Background information
- Born: Hakan Durmuş 3 March 1973 (age 53) Berlin, West Germany
- Genres: Hip hop, hardcore rap, gangsta rap
- Occupations: Rapper, songwriter
- Years active: 1986–present

= Killa Hakan =

Turkish rapper and songwriter

Hakan Durmuş (born 3 March 1973), better known by his stage name Killa Hakan, is a Germany born Turkish rapper and songwriter.

== Biography ==

Born in Berlin, West Germany, Hakan is one of the first Turkish rappers , Durmuş is one of the first hardcore and gangsta rappers from Turkey.

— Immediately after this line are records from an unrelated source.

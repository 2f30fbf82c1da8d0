// src/cli.rs
use crate::clipboard;
use crate::config::Config;
use crate::error::{AppError, AppResult};
use crate::export;
use crate::generator::{self, CharacterCounts};
use crate::menu;
use crate::models::NewEntry;
use crate::store::RecordStore;
use crate::strength::{self, StrengthBand};
use clap::{Args, Parser, Subcommand};
use log;
use rpassword;
use std::fs::File;
use std::io;
use std::path::PathBuf;

/// Generates random passwords and keeps them in a local store.
#[derive(Parser, Debug)]
#[clap(author, version, about, long_about = None)]
#[clap(arg_required_else_help = false)] // No subcommand opens the text menu
pub struct Cli {
    /// Path to the password database (overrides the configured location)
    #[clap(long, global = true, value_parser)]
    pub db: Option<PathBuf>,

    #[clap(subcommand)]
    pub command: Option<Commands>,
}

/// Per-class character counts; unset counts come from the configuration.
#[derive(Args, Debug, Clone, Default)]
pub struct CountArgs {
    /// Number of uppercase letters
    #[clap(short, long, allow_negative_numbers = true)]
    pub upper: Option<i64>,
    /// Number of lowercase letters
    #[clap(short, long, allow_negative_numbers = true)]
    pub lower: Option<i64>,
    /// Number of digits
    #[clap(short, long, allow_negative_numbers = true)]
    pub digits: Option<i64>,
    /// Number of symbols
    #[clap(short, long, allow_negative_numbers = true)]
    pub symbols: Option<i64>,
}

impl CountArgs {
    pub fn resolve(&self, defaults: &CharacterCounts) -> CharacterCounts {
        CharacterCounts {
            upper: self.upper.unwrap_or(defaults.upper),
            lower: self.lower.unwrap_or(defaults.lower),
            digits: self.digits.unwrap_or(defaults.digits),
            symbols: self.symbols.unwrap_or(defaults.symbols),
        }
    }
}

#[derive(Subcommand, Debug)]
pub enum Commands {
    /// Generate a password without saving it
    Generate {
        #[clap(flatten)]
        counts: CountArgs,
        /// Copy the password to the clipboard
        #[clap(long)]
        copy: bool,
    },
    /// Save a password for a website, generating one unless --password is given
    Add {
        website: String,
        #[clap(long)]
        link: Option<String>,
        #[clap(long)]
        username: Option<String>,
        #[clap(long)]
        password: Option<String>,
        #[clap(flatten)]
        counts: CountArgs,
    },
    /// List all stored passwords, newest first
    List,
    /// Show the most recent entry whose website or username contains TERM
    Find { term: String },
    /// Remove every entry with exactly this password (prompted if omitted)
    Remove {
        #[clap(long)]
        password: Option<String>,
    },
    /// Remove every entry whose website or username contains TERM
    RemoveBy { term: String },
    /// Write all entries as CSV
    Export {
        /// Output file; standard output if omitted
        #[clap(short, long, value_parser)]
        output: Option<PathBuf>,
    },
    /// Launch the interactive text menu
    Menu,
    /// Launch the Terminal User Interface (TUI)
    Tui,
}

/// Which interactive front-end, if any, should run after the command.
#[derive(Debug, PartialEq, Eq)]
pub enum Frontend {
    Menu,
    Tui,
}

fn print_generated(password: &str) {
    let score = strength::score(password);
    println!("{}", password);
    println!("Strength: {} ({}/100)", StrengthBand::from_score(score).as_str(), score);
}

/// Handles the parsed CLI command.
/// Returns the interactive front-end to launch, or `None` once a one-shot command is done.
pub fn handle_cli_command(
    command: Option<Commands>,
    store: &RecordStore,
    config: &Config,
) -> AppResult<Option<Frontend>> {
    log::debug!("Handling CLI command: {:?}", command);
    match command {
        Some(Commands::Generate { counts, copy }) => {
            let counts = counts.resolve(&config.default_counts);
            let password = generator::generate_password(&counts)?;
            print_generated(&password);
            if copy {
                if config.clipboard_clear_time_seconds > 0 {
                    println!(
                        "Copied to clipboard. Clearing in {} seconds...",
                        config.clipboard_clear_time_seconds
                    );
                }
                clipboard::copy_and_clear_after(&password, config.clipboard_clear_time_seconds)
                    .map_err(|e| {
                        log::error!("Clipboard copy failed: {}", e);
                        AppError::Cli(format!("Failed to copy to clipboard: {}", e))
                    })?;
            }
            Ok(None)
        }
        Some(Commands::Add { website, link, username, password, counts }) => {
            if website.trim().is_empty() {
                return Err(AppError::Cli("Website name cannot be empty.".to_string()));
            }
            let password = match password {
                Some(p) => p,
                None => {
                    let generated =
                        generator::generate_password(&counts.resolve(&config.default_counts))?;
                    print_generated(&generated);
                    generated
                }
            };
            let mut entry = NewEntry::new(website, password);
            if let Some(link) = link {
                entry = entry.with_link(link);
            }
            if let Some(username) = username {
                entry = entry.with_username(username);
            }
            store.insert(&entry)?;
            println!("Password for {} saved ({} stored).", entry.website, store.count()?);
            Ok(None)
        }
        Some(Commands::List) => {
            menu::print_entries(&store.list_all()?);
            Ok(None)
        }
        Some(Commands::Find { term }) => {
            match store.find_first_matching(&term)? {
                Some(entry) => println!("Password for {} is: {}", entry.website, entry.password),
                None => println!("App / website not found in the database."),
            }
            Ok(None)
        }
        Some(Commands::Remove { password }) => {
            let password = match password {
                Some(p) => p,
                None => rpassword::prompt_password("Enter the password to remove: ").map_err(|e| {
                    log::error!("Failed to read password to remove: {}", e);
                    AppError::Cli(format!("Failed to read password: {}", e))
                })?,
            };
            let removed = store.delete_by_exact_password(&password)?;
            println!("Removed {} entr{}.", removed, if removed == 1 { "y" } else { "ies" });
            Ok(None)
        }
        Some(Commands::RemoveBy { term }) => {
            if term.is_empty() {
                log::warn!("Refusing to remove with an empty identifier.");
                return Err(AppError::Cli("Identifier cannot be empty.".to_string()));
            }
            if store.delete_by_identifier_substring(&term)? {
                println!("Removed entries matching '{}'.", term);
            } else {
                println!("No entries match '{}'.", term);
            }
            Ok(None)
        }
        Some(Commands::Export { output }) => {
            let entries = store.list_all()?;
            match output {
                Some(path) => {
                    let file = File::create(&path).map_err(|e| {
                        log::error!("Failed to create export file {:?}: {}", path, e);
                        AppError::Io(e)
                    })?;
                    export::write_csv(&entries, io::BufWriter::new(file))?;
                    println!("Exported {} entries to {:?}.", entries.len(), path);
                }
                None => export::write_csv(&entries, io::stdout().lock())?,
            }
            Ok(None)
        }
        Some(Commands::Tui) => {
            log::info!("'tui' command given, preparing to launch TUI.");
            Ok(Some(Frontend::Tui))
        }
        Some(Commands::Menu) | None => {
            log::info!("Launching the text menu.");
            Ok(Some(Frontend::Menu))
        }
    }
}

#[cfg(test)]
mod tests {
    use super::*;
    use tempfile::tempdir;

    fn parse(args: &[&str]) -> Cli {
        Cli::try_parse_from(std::iter::once("passgen-rs").chain(args.iter().copied()))
            .expect("arguments should parse")
    }

    #[test]
    fn test_no_subcommand_opens_menu() {
        let dir = tempdir().unwrap();
        let store = RecordStore::open(dir.path().join("p.db")).unwrap();
        let cli = parse(&[]);
        let frontend = handle_cli_command(cli.command, &store, &Config::default()).unwrap();
        assert_eq!(frontend, Some(Frontend::Menu));
    }

    #[test]
    fn test_count_args_fall_back_to_defaults() {
        let cli = parse(&["generate", "-u", "7", "--symbols", "0"]);
        match cli.command {
            Some(Commands::Generate { counts, copy }) => {
                assert!(!copy);
                let resolved = counts.resolve(&CharacterCounts::new(1, 2, 3, 4));
                assert_eq!(resolved, CharacterCounts::new(7, 2, 3, 0));
            }
            other => panic!("Expected generate, got {:?}", other),
        }
    }

    #[test]
    fn test_negative_count_is_rejected() {
        let dir = tempdir().unwrap();
        let store = RecordStore::open(dir.path().join("p.db")).unwrap();
        let cli = parse(&["generate", "-l", "-3"]);
        match handle_cli_command(cli.command, &store, &Config::default()) {
            Err(AppError::Generator(_)) => {}
            other => panic!("Expected generator error, got {:?}", other),
        }
    }

    #[test]
    fn test_add_with_generated_password_and_remove_by() {
        let dir = tempdir().unwrap();
        let store = RecordStore::open(dir.path().join("p.db")).unwrap();
        let config = Config::default();

        let cli = parse(&["--db", "ignored.db", "add", "Example.com", "--username", "alice"]);
        assert_eq!(cli.db, Some(PathBuf::from("ignored.db")));
        assert_eq!(handle_cli_command(cli.command, &store, &config).unwrap(), None);

        let entry = store.find_first_matching("example").unwrap().unwrap();
        assert_eq!(entry.username.as_deref(), Some("alice"));
        assert_eq!(Some(entry.length), config.default_counts.total());

        let cli = parse(&["remove-by", "EXAMPLE"]);
        handle_cli_command(cli.command, &store, &config).unwrap();
        assert_eq!(store.count().unwrap(), 0);
    }

    #[test]
    fn test_remove_by_empty_term_is_refused() {
        let dir = tempdir().unwrap();
        let store = RecordStore::open(dir.path().join("p.db")).unwrap();
        store.insert(&NewEntry::new("keep", "pw")).unwrap();
        let cli = parse(&["remove-by", ""]);
        assert!(matches!(
            handle_cli_command(cli.command, &store, &Config::default()),
            Err(AppError::Cli(_))
        ));
        assert_eq!(store.count().unwrap(), 1);
    }

    #[test]
    fn test_remove_with_explicit_password() {
        let dir = tempdir().unwrap();
        let store = RecordStore::open(dir.path().join("p.db")).unwrap();
        store.insert(&NewEntry::new("a", "same")).unwrap();
        store.insert(&NewEntry::new("b", "same")).unwrap();
        let cli = parse(&["remove", "--password", "same"]);
        handle_cli_command(cli.command, &store, &Config::default()).unwrap();
        assert_eq!(store.count().unwrap(), 0);
    }

    #[test]
    fn test_export_to_file() {
        let dir = tempdir().unwrap();
        let store = RecordStore::open(dir.path().join("p.db")).unwrap();
        store.insert(&NewEntry::new("GitHub", "Ab3$xy9Q")).unwrap();
        let out = dir.path().join("out.csv");
        let cli = parse(&["export", "--output", out.to_str().unwrap()]);
        handle_cli_command(cli.command, &store, &Config::default()).unwrap();

        let text = std::fs::read_to_string(&out).unwrap();
        let mut lines = text.lines();
        assert_eq!(lines.next(), Some(export::CSV_HEADER));
        assert!(lines.next().unwrap().starts_with("GitHub,,,Ab3$xy9Q,8,"));
    }
}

Before turning to music, he was a 36 Boys gang member growing up in Kreuzberg, and imprisoned for burglary, bank robbery, and manslaughter.

Hakan started his professional music career by joining the band Islamic Force of Boe B. In 1997, they published the album "Mesaj". After Islamic Force separated, Hakan continued as a solo artist.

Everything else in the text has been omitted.